Hoofdstuk drie behandelt communicatie, die cultuur sensitief wordt genoemd. Naar mijn idee het belangrijkste hoofdstuk van dit boek en met name de paragraaf Cultuurintensitieve gesprekvoering Daarin wordt duidelijk gemaakt dat het een kwestie is van openstaan voor de verscheidenheid in cultuur van patiënten/cliënten, rekening houden met het referentiekader van de patiënt, diens achtergrond en omgeving. Alleen tolken is daarvoor niet voldoende. Er bestaat geen kant en klare formule hiervoor. Door sensitiviteit hiervoor te ontwikkelen wordt de drempel naar de zorg lager en wederzijds begrip gekweekt. Zaken die uiteraard ook van belang zijn in contact met autochtone patiënten/cliënten. De culturele context is echter anders bij ouderen die elders geboren zijn.
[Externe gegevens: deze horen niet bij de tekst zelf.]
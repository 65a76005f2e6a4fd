use async_trait::async_trait;
use chrono::Utc;
use std::collections::{HashMap, VecDeque};
use std::sync::Mutex;
use std::time::Duration;
use uuid::Uuid;

use crate::models::job::{JobOutcome, JobRecord, JobSnapshot, JobSpec, JobState};
use crate::services::queue::{JobStore, QueueError, QueuedJob};

/// Process-local job store for single-host deployments and tests.
///
/// Workers must run inside the same process (see [`crate::worker::spawn_pool`]).
pub struct MemoryJobQueue {
    inner: Mutex<Inner>,
    retention: Duration,
}

#[derive(Default)]
struct Inner {
    records: HashMap<Uuid, JobRecord>,
    pending: VecDeque<QueuedJob>,
}

impl MemoryJobQueue {
    pub fn new(retention: Duration) -> Self {
        Self {
            inner: Mutex::new(Inner::default()),
            retention,
        }
    }

    fn lock(&self) -> std::sync::MutexGuard<'_, Inner> {
        // Poisoning is ignored: every update leaves the maps consistent.
        self.inner.lock().unwrap_or_else(|e| e.into_inner())
    }

    fn expire(&self, inner: &mut Inner) {
        let Ok(retention) = chrono::Duration::from_std(self.retention) else {
            return;
        };
        let cutoff = Utc::now() - retention;
        inner.records.retain(|_, r| r.updated_at >= cutoff);
    }

    fn transition(
        &self,
        job_id: Uuid,
        state: JobState,
        result: Option<serde_json::Value>,
    ) -> Result<(), QueueError> {
        let mut inner = self.lock();
        let record = inner
            .records
            .get_mut(&job_id)
            .ok_or(QueueError::MissingRecord(job_id))?;
        record.state = state;
        record.result = result;
        record.updated_at = Utc::now();
        Ok(())
    }
}

#[async_trait]
impl JobStore for MemoryJobQueue {
    async fn enqueue(&self, spec: JobSpec) -> Result<Uuid, QueueError> {
        let job = QueuedJob {
            job_id: Uuid::new_v4(),
            spec,
        };
        let mut inner = self.lock();
        self.expire(&mut inner);
        inner
            .records
            .insert(job.job_id, JobRecord::pending(job.job_id, job.spec.kind()));
        let job_id = job.job_id;
        inner.pending.push_back(job);
        Ok(job_id)
    }

    async fn poll(&self, job_id: &str) -> Result<JobSnapshot, QueueError> {
        let Ok(job_id) = Uuid::parse_str(job_id) else {
            return Ok(JobSnapshot::unknown());
        };
        let mut inner = self.lock();
        self.expire(&mut inner);
        Ok(inner
            .records
            .get(&job_id)
            .map(JobRecord::snapshot)
            .unwrap_or_else(JobSnapshot::unknown))
    }

    async fn dequeue(&self) -> Result<Option<QueuedJob>, QueueError> {
        Ok(self.lock().pending.pop_front())
    }

    async fn mark_started(&self, job_id: Uuid) -> Result<(), QueueError> {
        self.transition(job_id, JobState::Started, None)
    }

    async fn complete(&self, job: &QueuedJob, outcome: JobOutcome) -> Result<(), QueueError> {
        let state = outcome.state();
        self.transition(job.job_id, state, outcome.into_result())
    }

    async fn abandon(&self, job: &QueuedJob, reason: &str) -> Result<(), QueueError> {
        let mut inner = self.lock();
        let record = inner
            .records
            .entry(job.job_id)
            .or_insert_with(|| JobRecord::pending(job.job_id, job.spec.kind()));
        record.state = JobState::Failure;
        record.result = Some(serde_json::Value::String(reason.to_string()));
        record.updated_at = Utc::now();
        Ok(())
    }

    async fn health_check(&self) -> Result<(), QueueError> {
        Ok(())
    }

    async fn queue_depth(&self) -> Result<u64, QueueError> {
        Ok(self.lock().pending.len() as u64)
    }

    fn backend_name(&self) -> &'static str {
        "memory"
    }
}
In de overige drie hoofdstukken komen palliatieve zorg, dementie, somberheid en eenzaamheid bij oudere migranten aan de orde. In deze hoofdstukken staan communiceren met betrokkene, rekening houden met diens religieuze opvattingen en de rol van de naasten, kinderen en familie centraal. Op onderdelen verschillen die van hoe onze witte samenleving met deze onderwerpen omgaat.

Zo wordt bij Islamieten de palliatieve fase anders beleefd. Deze is niet gericht op een zo goed mogelijke dood maar meer op zolang mogelijk leven. In deze fase wordt door oudere migranten niet of nauwelijks gebruik gemaakt van professionele palliatieve zorg. Deze taak wordt door de eigen kinderen, vooral de dochters, uitgevoerd. Ook in deze fase van het leven is de rol van de familie heel belangrijk. Tevens komen dementie en beginnende dementie aan de orde. Door onbekendheid met de zorg voor (beginnende) dementie lopen veel ouderen de nodige zorg mis.

In het laatste hoofdstuk komen eenzaamheid en depressie aan de orde. Deze komen onder oudere migranten min of meer in dezelfde mate voor als bij autochtone ouderen. Om hulp te kunnen bieden is niet alleen een houding van cultuurintensiviteit noodzakelijk, maar ook kennis van de feitelijke situatie van de betreffende ouderen, hun migratiegeschiedenis en huidige situatie. Leren om door de façade van het lachende gezicht heen te kijken. Te vaak gaan zorgprofessionals er van uit dat de kinderen dit wel oplossen.

Bij aanschaf van het boek is via een unieke inlogcode gratis en onbeperkt toegang tot de onlineversie. Op de bijbehorende website staan oefeningen, voorbeelden van workshops, hoorcolleges, toetsopdrachten en de gehele tekst.